_Directions_. Take each line of the data that contains the string "NoteTemplate" and copy it.

Saved entries
◆ ◆ ◆ ◆ ◆ ◆ ◆

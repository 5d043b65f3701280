//! HTTP client for the quotation webhook, as used by UIs and the migration.
//!
//! Every public call settles into an [`ApiResult`]: network failures,
//! non-2xx statuses, unparsable bodies and `{success:false}` answers all
//! become [`ApiResult::Failure`] and are logged, never raised.

use crate::config::quotation_api_conf::QuotationApiConfig;
use crate::model::customer::Customer;
use crate::model::note_template::NoteTemplate;
use crate::model::quotation::Quotation;
use crate::model::service_item::ServiceItem;
use crate::util::coerce::{cell_text, lenient_string};
use serde::de::DeserializeOwned;
use serde::ser::SerializeStruct;
use serde::{Deserialize, Serialize, Serializer};
use serde_json::Value;
use tracing::{debug, warn};

pub const READ_QUOTES: &str = "read-quotes";
pub const WRITE_QUOTE: &str = "write-quote";
pub const READ_CUSTOMERS: &str = "read-customers";
pub const WRITE_CUSTOMER: &str = "write-customer";
pub const READ_SERVICES: &str = "read-services";
pub const READ_NOTES_TEMPLATES: &str = "read-notes-templates";
pub const SEND_EMAIL: &str = "send-email";
pub const LOOKUP_TAX_ID: &str = "lookup-taxid";

#[derive(Debug, thiserror::Error)]
pub enum ApiError {
    /// The HTTP request itself failed (network, DNS, TLS, etc.).
    #[error("HTTP request failed: {0}")]
    Request(#[from] reqwest::Error),

    #[error("API error ({status}): {body}")]
    Status { status: u16, body: String },

    #[error("Invalid response: {0}")]
    Parse(String),

    /// The server answered `{success:false, error}`.
    #[error("{0}")]
    Server(String),
}

/// Outcome of a facade call. Serializes as `{success:true, data}` or
/// `{success:false, error}`.
#[derive(Debug, Clone, PartialEq)]
pub enum ApiResult<T> {
    Success(T),
    Failure(String),
}

impl<T> ApiResult<T> {
    pub fn is_success(&self) -> bool {
        matches!(self, ApiResult::Success(_))
    }

    pub fn error(&self) -> Option<&str> {
        match self {
            ApiResult::Success(_) => None,
            ApiResult::Failure(error) => Some(error),
        }
    }

    pub fn into_result(self) -> Result<T, String> {
        match self {
            ApiResult::Success(data) => Ok(data),
            ApiResult::Failure(error) => Err(error),
        }
    }
}

impl<T: Default> ApiResult<T> {
    /// The data, or an empty value when the call failed.
    pub fn data_or_default(self) -> T {
        match self {
            ApiResult::Success(data) => data,
            ApiResult::Failure(_) => T::default(),
        }
    }
}

impl<T: Serialize> Serialize for ApiResult<T> {
    fn serialize<S: Serializer>(&self, serializer: S) -> Result<S::Ok, S::Error> {
        let mut state = serializer.serialize_struct("ApiResult", 2)?;
        match self {
            ApiResult::Success(data) => {
                state.serialize_field("success", &true)?;
                state.serialize_field("data", data)?;
            }
            ApiResult::Failure(error) => {
                state.serialize_field("success", &false)?;
                state.serialize_field("error", error)?;
            }
        }
        state.end()
    }
}

/// Acknowledgement of a write.
#[derive(Debug, Clone, Default, PartialEq, Deserialize)]
#[serde(default)]
pub struct WriteAck {
    #[serde(deserialize_with = "lenient_string")]
    pub message: String,
    #[serde(deserialize_with = "lenient_string")]
    pub id: String,
}

pub struct QuotationApiClient {
    client: reqwest::Client,
    config: QuotationApiConfig,
}

fn settle<T>(operation: &str, result: Result<T, ApiError>) -> ApiResult<T> {
    match result {
        Ok(data) => ApiResult::Success(data),
        Err(err) => {
            warn!(operation, "Quotation API call failed: {}", err);
            ApiResult::Failure(err.to_string())
        }
    }
}

fn data_list<T: DeserializeOwned>(body: Value) -> Result<Vec<T>, ApiError> {
    match body.get("data") {
        None | Some(Value::Null) => Ok(Vec::new()),
        Some(data) => serde_json::from_value(data.clone()).map_err(|e| ApiError::Parse(e.to_string())),
    }
}

fn ack(body: Value) -> Result<WriteAck, ApiError> {
    serde_json::from_value(body).map_err(|e| ApiError::Parse(e.to_string()))
}

impl QuotationApiClient {
    pub fn new(config: QuotationApiConfig) -> Self {
        Self { client: reqwest::Client::new(), config }
    }

    pub fn with_client(client: reqwest::Client, config: QuotationApiConfig) -> Self {
        Self { client, config }
    }

    /// Send one request and return the body of a `{success:true}` answer.
    async fn call(&self, request: reqwest::RequestBuilder) -> Result<Value, ApiError> {
        let response = request.send().await?;
        let status = response.status();
        let text = response.text().await?;
        if !status.is_success() {
            return Err(ApiError::Status { status: status.as_u16(), body: text });
        }
        let body: Value = serde_json::from_str(&text).map_err(|e| ApiError::Parse(e.to_string()))?;
        if body.get("success").and_then(Value::as_bool) == Some(true) {
            return Ok(body);
        }
        let error = body
            .get("error")
            .map(cell_text)
            .filter(|e| !e.trim().is_empty())
            .unwrap_or_else(|| "Request failed".to_string());
        Err(ApiError::Server(error))
    }

    async fn get(&self, endpoint: &str) -> Result<Value, ApiError> {
        let url = self.config.endpoint(endpoint);
        debug!(%url, "GET");
        self.call(self.client.get(url)).await
    }

    async fn post<B: Serialize + ?Sized>(&self, endpoint: &str, body: &B) -> Result<Value, ApiError> {
        let url = self.config.endpoint(endpoint);
        debug!(%url, "POST");
        self.call(self.client.post(url).json(body)).await
    }

    /// Untyped records of a read endpoint.
    pub async fn fetch_raw(&self, endpoint: &str) -> Result<Vec<Value>, ApiError> {
        data_list(self.get(endpoint).await?)
    }

    pub async fn fetch_quotes(&self) -> ApiResult<Vec<Quotation>> {
        settle("fetch_quotes", async { data_list(self.get(READ_QUOTES).await?) }.await)
    }

    pub async fn save_quote(&self, quotation: &Quotation) -> ApiResult<WriteAck> {
        settle("save_quote", async { ack(self.post(WRITE_QUOTE, quotation).await?) }.await)
    }

    pub async fn fetch_customers(&self) -> ApiResult<Vec<Customer>> {
        settle("fetch_customers", async { data_list(self.get(READ_CUSTOMERS).await?) }.await)
    }

    pub async fn save_customer(&self, customer: &Customer) -> ApiResult<WriteAck> {
        settle("save_customer", async { ack(self.post(WRITE_CUSTOMER, customer).await?) }.await)
    }

    pub async fn fetch_services(&self) -> ApiResult<Vec<ServiceItem>> {
        settle("fetch_services", async { data_list(self.get(READ_SERVICES).await?) }.await)
    }

    pub async fn fetch_note_templates(&self) -> ApiResult<Vec<NoteTemplate>> {
        settle("fetch_note_templates", async { data_list(self.get(READ_NOTES_TEMPLATES).await?) }.await)
    }

    pub async fn send_quote_email(&self, quotation: &Quotation) -> ApiResult<WriteAck> {
        settle("send_quote_email", async { ack(self.post(SEND_EMAIL, quotation).await?) }.await)
    }

    /// Company lookup by tax id. The answer's `data` is passed through as is.
    pub async fn lookup_tax_id(&self, tax_id: &str) -> ApiResult<Value> {
        let result = async {
            let url = self.config.endpoint(LOOKUP_TAX_ID);
            let body = self.call(self.client.get(url).query(&[("taxId", tax_id.trim())])).await?;
            Ok::<_, ApiError>(body.get("data").cloned().unwrap_or(Value::Null))
        }
        .await;
        settle("lookup_tax_id", result)
    }
}

#[cfg(test)]
mod tests {
    use super::*;
    use serde_json::json;

    #[test]
    fn test_api_result_wire_shape() {
        let ok: ApiResult<Vec<u32>> = ApiResult::Success(vec![1]);
        assert_eq!(serde_json::to_value(&ok).unwrap(), json!({ "success": true, "data": [1] }));
        let failed: ApiResult<Vec<u32>> = ApiResult::Failure("boom".into());
        assert_eq!(serde_json::to_value(&failed).unwrap(), json!({ "success": false, "error": "boom" }));
    }

    #[test]
    fn test_data_or_default() {
        let failed: ApiResult<Vec<u32>> = ApiResult::Failure("boom".into());
        assert!(failed.data_or_default().is_empty());
    }

    #[test]
    fn test_data_list_accepts_null() {
        let items: Vec<Customer> = data_list(json!({ "success": true, "data": null })).unwrap();
        assert!(items.is_empty());
    }
}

◆ ◆ ◆ ◆ ◆ ◆ ◆

_Reply to the task_.
use crate::model::note_template::NoteTemplate;
    pub async fn fetch_note_templates(&self) -> ApiResult<Vec<NoteTemplate>> {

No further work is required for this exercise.